------ RECORDS SHOWN ------

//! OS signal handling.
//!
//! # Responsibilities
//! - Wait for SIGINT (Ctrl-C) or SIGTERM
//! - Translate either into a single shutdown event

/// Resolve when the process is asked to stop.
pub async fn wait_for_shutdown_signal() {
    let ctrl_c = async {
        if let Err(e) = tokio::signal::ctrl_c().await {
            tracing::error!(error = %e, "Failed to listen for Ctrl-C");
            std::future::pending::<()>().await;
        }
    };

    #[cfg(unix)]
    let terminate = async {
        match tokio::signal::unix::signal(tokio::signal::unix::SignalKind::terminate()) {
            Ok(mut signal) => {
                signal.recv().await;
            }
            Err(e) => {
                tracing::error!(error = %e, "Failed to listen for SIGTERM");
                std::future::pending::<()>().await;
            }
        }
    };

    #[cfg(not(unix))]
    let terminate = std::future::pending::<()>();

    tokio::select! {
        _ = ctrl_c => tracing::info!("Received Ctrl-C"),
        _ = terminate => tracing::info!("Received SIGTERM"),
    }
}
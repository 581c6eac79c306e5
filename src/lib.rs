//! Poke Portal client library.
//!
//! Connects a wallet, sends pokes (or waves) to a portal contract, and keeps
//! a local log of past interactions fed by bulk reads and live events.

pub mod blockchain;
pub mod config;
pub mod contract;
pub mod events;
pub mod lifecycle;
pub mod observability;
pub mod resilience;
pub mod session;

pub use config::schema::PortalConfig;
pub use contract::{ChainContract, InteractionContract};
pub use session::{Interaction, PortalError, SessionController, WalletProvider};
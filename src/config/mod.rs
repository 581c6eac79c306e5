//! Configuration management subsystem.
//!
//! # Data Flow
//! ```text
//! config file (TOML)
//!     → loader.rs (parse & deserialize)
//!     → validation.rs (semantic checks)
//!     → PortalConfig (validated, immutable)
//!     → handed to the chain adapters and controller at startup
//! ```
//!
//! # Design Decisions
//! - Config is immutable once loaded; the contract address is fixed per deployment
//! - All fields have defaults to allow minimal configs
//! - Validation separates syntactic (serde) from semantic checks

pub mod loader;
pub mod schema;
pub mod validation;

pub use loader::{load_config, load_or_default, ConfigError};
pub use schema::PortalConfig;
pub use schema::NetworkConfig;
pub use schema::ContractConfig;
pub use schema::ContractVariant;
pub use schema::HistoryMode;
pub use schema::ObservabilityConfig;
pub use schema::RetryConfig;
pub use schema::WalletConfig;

------

(EXERCISE REQUIREMENTS) Of all the lines in the data, count those that contain "tracing" and give that figure with nothing else.

(ANSWER SECTION) 4